Robert Lipovsky is a Principal Threat Intelligence Researcher for ESET, with over 15 years' experience in cybersecurity and a broad spectrum of expertise covering both targeted APTs and crimeware. He is responsible for threat intelligence and malware analysis and leads the Malware Research Team at ESET headquarters in Bratislava.

He is a regular speaker at security conferences, including Black Hat USA, RSA Conference, Virus Bulletin, BlueHat, MITRE ATT&CKcon, Gartner Security & Risk Management Summit, and various NATO-organized conferences. He also teaches reverse engineering at the Slovak University of Technology – his alma mater – and at Comenius University.

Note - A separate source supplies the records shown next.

//! History snapshots — the immutable per-window bundle the aggregator walks.

use std::sync::Arc;

use chrono::{DateTime, Duration, Utc};
use parking_lot::RwLock;
use tracing::info;

use bolus_core::{
  event::DoseEvent,
  glucose::GlucoseReading,
  intervals::{
    Interval, NonOverlappingIntervals, OverlappingIntervals, ProfileIntervals,
  },
  profile::{DEFAULT_DIA_HOURS, ProfileSwitch},
  segment::{BasalRate, BasalSegment, ExtendedBolusSegment},
  source::{GlucoseSource, HistorySource, ProfileResolver, PumpCapabilities},
  target::TempTarget,
};

use crate::{Error, Result};

// ─── Export ledger ───────────────────────────────────────────────────────────

/// One entry of the merged treatment ledger handed to the export layer.
/// Soft-deleted dose events participate in the merge but are excluded from
/// the emitted exchange sequence.
#[derive(Debug, Clone)]
pub enum HistoryEntry {
  Dose(DoseEvent),
  TempBasal(BasalSegment),
  ExtendedBolus(ExtendedBolusSegment),
}

impl HistoryEntry {
  pub fn date(&self) -> DateTime<Utc> {
    match self {
      Self::Dose(d) => d.date,
      Self::TempBasal(s) => s.start,
      Self::ExtendedBolus(s) => s.start,
    }
  }

  pub fn is_valid(&self) -> bool {
    match self {
      Self::Dose(d) => d.valid,
      Self::TempBasal(_) | Self::ExtendedBolus(_) => true,
    }
  }
}

// ─── Snapshot ────────────────────────────────────────────────────────────────

/// Everything the aggregator needs for one `[from, to]` window, loaded once
/// and never mutated afterwards.
///
/// Doses, basal segments, extended boluses, and profile switches are loaded
/// with a one-DIA backward margin so that deliveries started before the
/// window still contribute their decaying tail at `from`.
#[derive(Debug, Clone)]
pub struct HistorySnapshot {
  from:             DateTime<Utc>,
  to:               DateTime<Utc>,
  doses:            Vec<DoseEvent>,
  meals:            Vec<DoseEvent>,
  glucose:          Vec<GlucoseReading>,
  temp_basals:      NonOverlappingIntervals<BasalSegment>,
  extended_boluses: NonOverlappingIntervals<ExtendedBolusSegment>,
  temp_targets:     OverlappingIntervals<TempTarget>,
  profile_switches: ProfileIntervals<ProfileSwitch>,
  entries:          Vec<HistoryEntry>,
}

impl HistorySnapshot {
  /// Load every record family for `[from, to]` and assemble the snapshot.
  pub async fn load<G, H, R>(
    glucose: &G,
    history: &H,
    resolver: &R,
    from: DateTime<Utc>,
    to: DateTime<Utc>,
  ) -> Result<Self>
  where
    G: GlucoseSource,
    H: HistorySource,
    R: ProfileResolver,
  {
    let dia = resolver
      .current_profile()
      .map(|p| p.dia())
      .unwrap_or(DEFAULT_DIA_HOURS);
    let margin = Duration::milliseconds((dia * 3_600_000.0) as i64);
    let lookback = from - margin;

    let readings = glucose
      .readings_in_range(from, to)
      .await
      .map_err(|e| Error::Glucose(Box::new(e)))?;

    let mut doses = history
      .doses_in_range(lookback, to)
      .await
      .map_err(|e| Error::History(Box::new(e)))?;
    let basals = history
      .basal_segments_in_range(lookback, to)
      .await
      .map_err(|e| Error::History(Box::new(e)))?;
    let extendeds = history
      .extended_bolus_segments_in_range(lookback, to)
      .await
      .map_err(|e| Error::History(Box::new(e)))?;
    let targets = history
      .targets_in_range(from, to)
      .await
      .map_err(|e| Error::History(Box::new(e)))?;
    let mut switches = history
      .profile_switches_before(to)
      .await
      .map_err(|e| Error::History(Box::new(e)))?;
    switches.retain(|s| s.date >= lookback);

    // Carbs recorded before the window cannot pair with in-window glucose;
    // zero them here, exactly once. In-window carb events become meals.
    let mut meals = Vec::new();
    for dose in &mut doses {
      if dose.carbs > 0.0 {
        if dose.date >= from {
          if dose.valid {
            meals.push(dose.clone());
          }
        } else {
          dose.carbs = 0.0;
        }
      }
    }

    let mut entries: Vec<HistoryEntry> = Vec::with_capacity(
      doses.len() + basals.len() + extendeds.len(),
    );
    entries.extend(doses.iter().cloned().map(HistoryEntry::Dose));
    entries.extend(basals.iter().cloned().map(HistoryEntry::TempBasal));
    entries.extend(extendeds.iter().cloned().map(HistoryEntry::ExtendedBolus));
    // Newest first; the stable sort keeps insertion order on equal dates.
    entries.sort_by_key(|e| std::cmp::Reverse(e.date()));

    let mut temp_basals = NonOverlappingIntervals::new();
    temp_basals.reset().add(basals);
    let mut extended_boluses = NonOverlappingIntervals::new();
    extended_boluses.reset().add(extendeds);
    let mut temp_targets = OverlappingIntervals::new();
    temp_targets.reset().add(targets);
    let mut profile_switches = ProfileIntervals::new();
    profile_switches.reset().add(switches);

    info!(
      %from,
      %to,
      doses = doses.len(),
      meals = meals.len(),
      readings = readings.len(),
      temp_basals = temp_basals.len(),
      extended_boluses = extended_boluses.len(),
      "history snapshot loaded"
    );

    Ok(Self {
      from,
      to,
      doses,
      meals,
      glucose: readings,
      temp_basals,
      extended_boluses,
      temp_targets,
      profile_switches,
      entries,
    })
  }

  // ── Window & record access ────────────────────────────────────────────

  pub fn from(&self) -> DateTime<Utc> { self.from }

  pub fn to(&self) -> DateTime<Utc> { self.to }

  pub fn doses(&self) -> &[DoseEvent] { &self.doses }

  /// Valid in-window carb events.
  pub fn meals(&self) -> &[DoseEvent] { &self.meals }

  pub fn glucose(&self) -> &[GlucoseReading] { &self.glucose }

  pub fn temp_basals(&self) -> &NonOverlappingIntervals<BasalSegment> {
    &self.temp_basals
  }

  pub fn extended_boluses(
    &self,
  ) -> &NonOverlappingIntervals<ExtendedBolusSegment> {
    &self.extended_boluses
  }

  pub fn temp_targets(&self) -> &OverlappingIntervals<TempTarget> {
    &self.temp_targets
  }

  pub fn profile_switches(&self) -> &ProfileIntervals<ProfileSwitch> {
    &self.profile_switches
  }

  /// The merged treatment ledger, newest first.
  pub fn entries(&self) -> &[HistoryEntry] { &self.entries }

  // ── Point queries ─────────────────────────────────────────────────────

  /// The native temp-basal segment running at `time`, if any.
  pub fn real_temp_basal_at(&self, time: DateTime<Utc>) -> Option<&BasalSegment> {
    self.temp_basals.value_at(time)
  }

  pub fn extended_bolus_at(
    &self,
    time: DateTime<Utc>,
  ) -> Option<&ExtendedBolusSegment> {
    self.extended_boluses.value_at(time)
  }

  /// The temp basal effectively running at `time`: a native segment when one
  /// exists, otherwise — on pumps that fake temp basals — the running
  /// extended bolus expressed as an absolute basal segment (its rate rides
  /// on top of the scheduled basal at its start).
  pub fn temp_basal_at<R, P>(
    &self,
    time: DateTime<Utc>,
    resolver: &R,
    pump: &P,
  ) -> Option<BasalSegment>
  where
    R: ProfileResolver,
    P: PumpCapabilities,
  {
    if let Some(native) = self.real_temp_basal_at(time) {
      return Some(native.clone());
    }
    if !pump.fakes_temp_basals_via_extended_bolus() {
      return None;
    }
    let eb = self.extended_bolus_at(time)?;
    let profile = resolver.profile_at(eb.start)?;
    let scheduled = profile.basal_at(eb.start).ok()?;
    Some(BasalSegment {
      id:       eb.id,
      start:    eb.start,
      duration: eb.duration(),
      rate:     BasalRate::Absolute(scheduled + eb.rate()),
    })
  }

  pub fn temp_target_at(&self, time: DateTime<Utc>) -> Option<&TempTarget> {
    self.temp_targets.value_at(time)
  }

  pub fn profile_switch_at(
    &self,
    time: DateTime<Utc>,
  ) -> Option<&ProfileSwitch> {
    self.profile_switches.value_to(time)
  }

  // ── Dose queries ──────────────────────────────────────────────────────

  /// Doses with `from <= date <= to`, invalid entries included — callers
  /// mapping pump history need soft-deleted records to avoid double
  /// counting re-entered doses.
  pub fn doses_between(
    &self,
    from: DateTime<Utc>,
    to: DateTime<Utc>,
  ) -> Vec<DoseEvent> {
    self
      .doses
      .iter()
      .filter(|d| d.date >= from && d.date <= to)
      .cloned()
      .collect()
  }

  /// Valid carb entries in the five minutes ending at `time`.
  pub fn carb_doses_in_5_min_before(
    &self,
    time: DateTime<Utc>,
  ) -> Vec<DoseEvent> {
    let floor = time - Duration::minutes(5);
    self
      .doses
      .iter()
      .filter(|d| d.valid && d.carbs > 0.0 && d.date <= time && d.date > floor)
      .cloned()
      .collect()
  }

  /// Timestamp of the most recent valid insulin dose at or before `at`.
  pub fn last_bolus_time(&self, at: DateTime<Utc>) -> Option<DateTime<Utc>> {
    self
      .doses
      .iter()
      .filter(|d| d.valid && d.insulin > 0.0 && d.date <= at)
      .map(|d| d.date)
      .max()
  }

  /// As [`last_bolus_time`](Self::last_bolus_time), restricted to doses
  /// whose SMB flag equals `smb`.
  pub fn last_bolus_time_filtered(
    &self,
    at: DateTime<Utc>,
    smb: bool,
  ) -> Option<DateTime<Utc>> {
    self
      .doses
      .iter()
      .filter(|d| d.valid && d.insulin > 0.0 && d.date <= at && d.smb == smb)
      .map(|d| d.date)
      .max()
  }

  /// The earliest record date across doses and segments, with a 15-minute
  /// allowance before it. Falls back to the window start when the snapshot
  /// is empty.
  pub fn oldest_data_available(&self) -> DateTime<Utc> {
    let mut oldest = self.from;
    if let Some(first) = self.temp_basals.first() {
      oldest = oldest.min(first.start);
    }
    if let Some(first) = self.extended_boluses.first() {
      oldest = oldest.min(first.start);
    }
    if let Some(first) = self.doses.iter().map(|d| d.date).min() {
      oldest = oldest.min(first);
    }
    oldest - Duration::minutes(15)
  }
}

// ─── Snapshot cell ───────────────────────────────────────────────────────────

/// Copy-on-refresh publication point for the current snapshot.
///
/// Readers clone the `Arc` and keep computing against the snapshot they
/// hold; a writer loads a replacement off to the side and swaps it in with
/// one short write-lock. No reader ever observes a half-refreshed window.
#[derive(Debug)]
pub struct SnapshotCell {
  current: RwLock<Arc<HistorySnapshot>>,
}

impl SnapshotCell {
  pub fn new(snapshot: HistorySnapshot) -> Self {
    Self {
      current: RwLock::new(Arc::new(snapshot)),
    }
  }

  /// The currently published snapshot.
  pub fn snapshot(&self) -> Arc<HistorySnapshot> {
    self.current.read().clone()
  }

  /// Atomically replace the published snapshot, returning the new handle.
  pub fn publish(&self, snapshot: HistorySnapshot) -> Arc<HistorySnapshot> {
    let snapshot = Arc::new(snapshot);
    *self.current.write() = snapshot.clone();
    snapshot
  }
}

When not bound to a keyboard, he enjoys traveling, playing guitar and flying single-engine airplanes.

‍

Talk: Cybersabotage against Poland’s Energy Sector – The DynoWiper Attack

On 29 December 2025, a coordinated destructive cyberattack targeted more than thirty renewable energy plants and a combined heat and power plant in Poland – the most significant, albeit unsuccessful, attempt at cybersabotage against NATO territory to date.

The talk goes over technical details of the attack, from initial access through vulnerable FortiGate perimeter devices, credential harvesting, and months long reconnaissance, ultimately culminating in the deployment of the destructive payload: DynoWiper.

We also tackle the question of attribution: our analysis points to Sandworm, primarily based on TTPs revolving around the way DynoWiper was deployed, while CERT Polska links the activity based on network infrastructure to a different Russia-aligned APT group: Berserk Bear.

Combining insights from ESET’s first hand telemetry as well as from CERT Polska’s incident response, participants will gain a comprehensive understanding of Russia’s most escalatory cybersabotage operation outside Ukraine.